WHAT YOU ARE ASKED TO DO
Read through the data, and wherever a line holds the word "answer", write that line out.
☆ ☆ ☆ ☆ ☆ ☆ ☆
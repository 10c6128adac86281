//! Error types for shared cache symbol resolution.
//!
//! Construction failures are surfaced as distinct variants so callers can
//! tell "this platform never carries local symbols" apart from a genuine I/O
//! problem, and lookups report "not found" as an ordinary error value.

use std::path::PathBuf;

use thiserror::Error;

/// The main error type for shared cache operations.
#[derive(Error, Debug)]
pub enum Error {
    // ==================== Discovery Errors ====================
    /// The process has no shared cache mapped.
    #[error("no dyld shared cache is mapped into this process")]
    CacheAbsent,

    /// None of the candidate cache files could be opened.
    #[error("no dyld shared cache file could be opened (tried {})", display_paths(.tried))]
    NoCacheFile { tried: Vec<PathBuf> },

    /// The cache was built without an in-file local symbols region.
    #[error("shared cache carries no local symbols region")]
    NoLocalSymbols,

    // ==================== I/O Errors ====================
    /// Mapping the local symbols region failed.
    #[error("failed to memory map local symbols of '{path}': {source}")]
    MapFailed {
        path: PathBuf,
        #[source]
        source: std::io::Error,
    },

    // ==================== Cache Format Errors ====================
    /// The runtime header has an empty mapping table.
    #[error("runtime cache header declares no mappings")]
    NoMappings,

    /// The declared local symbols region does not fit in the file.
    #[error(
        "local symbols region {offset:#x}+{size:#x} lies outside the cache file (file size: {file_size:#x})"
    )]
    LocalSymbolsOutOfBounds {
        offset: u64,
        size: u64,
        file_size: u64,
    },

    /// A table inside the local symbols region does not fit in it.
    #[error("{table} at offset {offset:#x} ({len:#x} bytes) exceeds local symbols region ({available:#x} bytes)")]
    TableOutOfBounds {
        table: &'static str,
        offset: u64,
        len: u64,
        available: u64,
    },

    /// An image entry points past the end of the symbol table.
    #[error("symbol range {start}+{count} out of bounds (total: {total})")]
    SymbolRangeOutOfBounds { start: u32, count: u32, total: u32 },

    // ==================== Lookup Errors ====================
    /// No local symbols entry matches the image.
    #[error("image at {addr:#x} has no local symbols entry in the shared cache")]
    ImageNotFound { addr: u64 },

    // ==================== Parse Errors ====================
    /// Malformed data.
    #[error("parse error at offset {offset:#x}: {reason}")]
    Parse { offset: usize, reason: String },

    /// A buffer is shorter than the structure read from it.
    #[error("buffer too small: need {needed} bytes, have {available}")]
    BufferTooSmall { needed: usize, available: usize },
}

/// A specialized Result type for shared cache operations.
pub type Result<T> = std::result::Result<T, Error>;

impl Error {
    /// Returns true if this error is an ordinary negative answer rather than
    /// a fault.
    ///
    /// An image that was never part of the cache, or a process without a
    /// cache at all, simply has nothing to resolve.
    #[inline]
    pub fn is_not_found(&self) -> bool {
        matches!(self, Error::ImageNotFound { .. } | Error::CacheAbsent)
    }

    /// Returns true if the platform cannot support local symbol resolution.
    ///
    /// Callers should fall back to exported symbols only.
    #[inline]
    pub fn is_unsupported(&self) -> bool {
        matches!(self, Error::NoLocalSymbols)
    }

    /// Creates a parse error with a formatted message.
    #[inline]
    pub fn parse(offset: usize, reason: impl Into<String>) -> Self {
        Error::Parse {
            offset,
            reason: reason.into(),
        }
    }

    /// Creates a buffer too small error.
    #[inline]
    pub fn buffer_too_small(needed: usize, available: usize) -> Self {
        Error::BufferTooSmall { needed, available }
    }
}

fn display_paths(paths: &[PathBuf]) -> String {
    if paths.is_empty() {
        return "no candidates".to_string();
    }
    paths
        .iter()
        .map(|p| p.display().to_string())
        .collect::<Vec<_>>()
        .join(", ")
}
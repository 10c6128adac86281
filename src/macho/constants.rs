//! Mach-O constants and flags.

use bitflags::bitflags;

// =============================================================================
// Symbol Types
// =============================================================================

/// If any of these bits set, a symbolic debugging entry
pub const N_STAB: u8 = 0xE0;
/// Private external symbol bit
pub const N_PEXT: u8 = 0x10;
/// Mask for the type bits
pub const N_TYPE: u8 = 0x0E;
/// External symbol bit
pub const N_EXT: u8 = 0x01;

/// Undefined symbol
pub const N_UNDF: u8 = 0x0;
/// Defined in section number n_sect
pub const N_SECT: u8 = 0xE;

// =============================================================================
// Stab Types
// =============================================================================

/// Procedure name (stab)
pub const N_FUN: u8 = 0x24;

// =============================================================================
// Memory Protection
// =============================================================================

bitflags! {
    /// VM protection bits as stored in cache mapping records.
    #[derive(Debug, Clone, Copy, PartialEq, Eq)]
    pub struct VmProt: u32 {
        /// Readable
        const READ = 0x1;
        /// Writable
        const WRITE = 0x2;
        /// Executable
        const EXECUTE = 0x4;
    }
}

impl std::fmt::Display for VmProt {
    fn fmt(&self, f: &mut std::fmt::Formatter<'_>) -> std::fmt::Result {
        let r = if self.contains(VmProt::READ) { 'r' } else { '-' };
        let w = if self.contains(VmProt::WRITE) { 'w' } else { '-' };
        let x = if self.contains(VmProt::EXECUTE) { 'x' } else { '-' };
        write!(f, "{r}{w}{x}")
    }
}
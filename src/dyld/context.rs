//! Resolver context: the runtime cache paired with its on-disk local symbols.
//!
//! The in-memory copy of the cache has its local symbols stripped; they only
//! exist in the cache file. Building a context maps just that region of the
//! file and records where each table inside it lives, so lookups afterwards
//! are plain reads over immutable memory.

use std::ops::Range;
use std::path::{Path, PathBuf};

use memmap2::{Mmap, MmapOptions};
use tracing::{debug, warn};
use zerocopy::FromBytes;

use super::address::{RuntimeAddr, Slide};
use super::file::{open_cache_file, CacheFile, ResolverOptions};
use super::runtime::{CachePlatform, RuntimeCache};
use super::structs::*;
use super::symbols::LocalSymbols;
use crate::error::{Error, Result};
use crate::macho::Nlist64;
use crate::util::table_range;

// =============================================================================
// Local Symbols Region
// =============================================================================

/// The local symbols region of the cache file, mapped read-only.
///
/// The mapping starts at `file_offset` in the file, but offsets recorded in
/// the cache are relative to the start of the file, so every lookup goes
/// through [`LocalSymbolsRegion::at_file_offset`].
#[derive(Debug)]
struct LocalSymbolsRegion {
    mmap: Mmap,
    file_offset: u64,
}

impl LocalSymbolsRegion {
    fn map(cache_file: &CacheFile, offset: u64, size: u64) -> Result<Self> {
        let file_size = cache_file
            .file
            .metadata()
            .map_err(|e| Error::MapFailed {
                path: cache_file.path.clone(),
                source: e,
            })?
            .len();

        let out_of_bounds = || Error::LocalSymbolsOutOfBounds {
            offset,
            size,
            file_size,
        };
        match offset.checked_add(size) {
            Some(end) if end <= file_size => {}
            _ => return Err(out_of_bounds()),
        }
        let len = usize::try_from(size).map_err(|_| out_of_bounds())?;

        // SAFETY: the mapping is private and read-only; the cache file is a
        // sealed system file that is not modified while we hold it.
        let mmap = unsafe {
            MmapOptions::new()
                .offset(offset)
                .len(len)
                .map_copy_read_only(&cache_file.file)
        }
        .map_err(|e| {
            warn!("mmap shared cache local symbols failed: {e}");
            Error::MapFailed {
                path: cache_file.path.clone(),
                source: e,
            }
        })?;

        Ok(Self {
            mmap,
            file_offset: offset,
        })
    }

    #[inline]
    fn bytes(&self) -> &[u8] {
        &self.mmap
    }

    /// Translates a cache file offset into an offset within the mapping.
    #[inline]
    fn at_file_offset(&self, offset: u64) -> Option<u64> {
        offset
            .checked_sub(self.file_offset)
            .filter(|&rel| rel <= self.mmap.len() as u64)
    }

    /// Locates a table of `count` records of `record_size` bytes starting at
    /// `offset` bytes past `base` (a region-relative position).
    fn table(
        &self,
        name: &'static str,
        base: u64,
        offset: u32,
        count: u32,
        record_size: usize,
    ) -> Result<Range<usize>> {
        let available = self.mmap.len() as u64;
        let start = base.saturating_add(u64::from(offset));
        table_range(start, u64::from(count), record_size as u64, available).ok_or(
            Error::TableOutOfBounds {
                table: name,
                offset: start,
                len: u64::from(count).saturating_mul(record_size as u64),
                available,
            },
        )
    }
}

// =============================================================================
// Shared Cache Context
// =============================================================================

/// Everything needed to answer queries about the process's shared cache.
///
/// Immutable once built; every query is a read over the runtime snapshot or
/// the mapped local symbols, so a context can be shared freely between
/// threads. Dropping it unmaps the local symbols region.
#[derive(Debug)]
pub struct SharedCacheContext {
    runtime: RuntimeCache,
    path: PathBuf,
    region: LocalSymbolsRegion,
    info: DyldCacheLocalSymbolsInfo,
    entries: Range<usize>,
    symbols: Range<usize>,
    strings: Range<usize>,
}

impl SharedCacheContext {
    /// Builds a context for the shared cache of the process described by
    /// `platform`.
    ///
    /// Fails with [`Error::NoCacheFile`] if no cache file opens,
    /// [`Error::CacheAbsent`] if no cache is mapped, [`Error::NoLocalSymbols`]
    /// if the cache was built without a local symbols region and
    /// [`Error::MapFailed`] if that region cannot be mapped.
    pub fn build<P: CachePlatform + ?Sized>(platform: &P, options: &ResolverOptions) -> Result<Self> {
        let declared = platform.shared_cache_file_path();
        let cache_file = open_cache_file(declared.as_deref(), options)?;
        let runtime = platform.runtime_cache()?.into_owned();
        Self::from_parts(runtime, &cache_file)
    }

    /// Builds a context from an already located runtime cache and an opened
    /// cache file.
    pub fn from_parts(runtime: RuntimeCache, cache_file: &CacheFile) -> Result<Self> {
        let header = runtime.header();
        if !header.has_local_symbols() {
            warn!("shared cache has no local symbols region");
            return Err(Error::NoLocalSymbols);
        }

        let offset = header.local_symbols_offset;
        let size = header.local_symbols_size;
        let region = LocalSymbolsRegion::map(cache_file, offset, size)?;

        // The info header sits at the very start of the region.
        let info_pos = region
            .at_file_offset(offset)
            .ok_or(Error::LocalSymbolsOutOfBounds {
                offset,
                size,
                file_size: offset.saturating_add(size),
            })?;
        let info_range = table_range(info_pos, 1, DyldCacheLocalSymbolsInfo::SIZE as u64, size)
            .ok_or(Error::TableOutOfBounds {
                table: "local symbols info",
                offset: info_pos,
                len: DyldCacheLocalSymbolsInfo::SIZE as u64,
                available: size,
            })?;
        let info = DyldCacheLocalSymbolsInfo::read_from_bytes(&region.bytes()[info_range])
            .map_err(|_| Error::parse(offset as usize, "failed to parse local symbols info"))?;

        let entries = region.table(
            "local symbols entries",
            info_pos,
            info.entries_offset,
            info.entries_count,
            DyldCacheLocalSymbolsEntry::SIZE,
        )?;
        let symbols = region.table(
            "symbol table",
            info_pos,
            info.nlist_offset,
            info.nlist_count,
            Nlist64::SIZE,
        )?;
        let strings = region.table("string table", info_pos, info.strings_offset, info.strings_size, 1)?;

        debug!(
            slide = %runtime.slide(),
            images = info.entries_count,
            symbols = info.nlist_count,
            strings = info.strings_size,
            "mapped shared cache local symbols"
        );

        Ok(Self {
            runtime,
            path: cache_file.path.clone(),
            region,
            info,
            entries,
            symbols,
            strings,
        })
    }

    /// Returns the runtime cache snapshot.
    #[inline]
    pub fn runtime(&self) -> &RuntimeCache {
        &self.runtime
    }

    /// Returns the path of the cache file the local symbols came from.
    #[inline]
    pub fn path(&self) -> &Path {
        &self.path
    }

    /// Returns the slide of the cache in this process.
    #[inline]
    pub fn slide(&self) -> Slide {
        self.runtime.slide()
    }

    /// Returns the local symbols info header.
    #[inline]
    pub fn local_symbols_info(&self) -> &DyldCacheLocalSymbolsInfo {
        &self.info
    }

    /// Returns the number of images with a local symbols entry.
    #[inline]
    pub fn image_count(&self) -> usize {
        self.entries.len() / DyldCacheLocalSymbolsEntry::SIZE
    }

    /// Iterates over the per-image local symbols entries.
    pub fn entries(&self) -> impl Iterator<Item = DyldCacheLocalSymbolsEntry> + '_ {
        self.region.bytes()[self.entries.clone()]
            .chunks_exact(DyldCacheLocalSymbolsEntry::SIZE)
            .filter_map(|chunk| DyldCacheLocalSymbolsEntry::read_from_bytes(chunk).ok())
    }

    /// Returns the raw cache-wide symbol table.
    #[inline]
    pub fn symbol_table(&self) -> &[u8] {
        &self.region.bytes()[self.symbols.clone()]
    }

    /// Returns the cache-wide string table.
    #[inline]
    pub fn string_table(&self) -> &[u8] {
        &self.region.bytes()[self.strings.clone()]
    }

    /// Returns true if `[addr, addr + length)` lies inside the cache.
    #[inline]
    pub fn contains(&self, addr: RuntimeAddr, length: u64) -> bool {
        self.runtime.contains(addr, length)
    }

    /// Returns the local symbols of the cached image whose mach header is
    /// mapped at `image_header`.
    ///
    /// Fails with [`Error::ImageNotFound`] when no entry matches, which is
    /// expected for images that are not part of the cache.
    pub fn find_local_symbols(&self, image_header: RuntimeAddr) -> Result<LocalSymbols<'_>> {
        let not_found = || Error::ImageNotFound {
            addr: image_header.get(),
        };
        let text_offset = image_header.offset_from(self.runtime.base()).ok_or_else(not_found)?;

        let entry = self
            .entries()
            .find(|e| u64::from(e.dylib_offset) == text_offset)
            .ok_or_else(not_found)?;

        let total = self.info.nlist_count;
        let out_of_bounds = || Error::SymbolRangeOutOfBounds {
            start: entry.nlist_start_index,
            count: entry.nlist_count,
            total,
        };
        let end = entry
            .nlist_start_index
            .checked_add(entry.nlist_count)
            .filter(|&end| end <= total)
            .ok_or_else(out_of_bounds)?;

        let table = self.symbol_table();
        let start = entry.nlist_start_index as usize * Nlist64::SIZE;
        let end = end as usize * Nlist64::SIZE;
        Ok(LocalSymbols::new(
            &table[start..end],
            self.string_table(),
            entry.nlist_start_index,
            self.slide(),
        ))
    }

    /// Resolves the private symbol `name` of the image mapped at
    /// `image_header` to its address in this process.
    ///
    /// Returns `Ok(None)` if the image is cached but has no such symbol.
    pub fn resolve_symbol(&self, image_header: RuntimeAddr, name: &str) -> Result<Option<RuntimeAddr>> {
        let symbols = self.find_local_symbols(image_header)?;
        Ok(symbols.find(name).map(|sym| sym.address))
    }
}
☆ ☆ ☆ ☆ ☆ ☆ ☆
OUTPUT BELOW
    /// Returns true if this error is an ordinary negative answer rather than
/// Everything needed to answer queries about the process's shared cache.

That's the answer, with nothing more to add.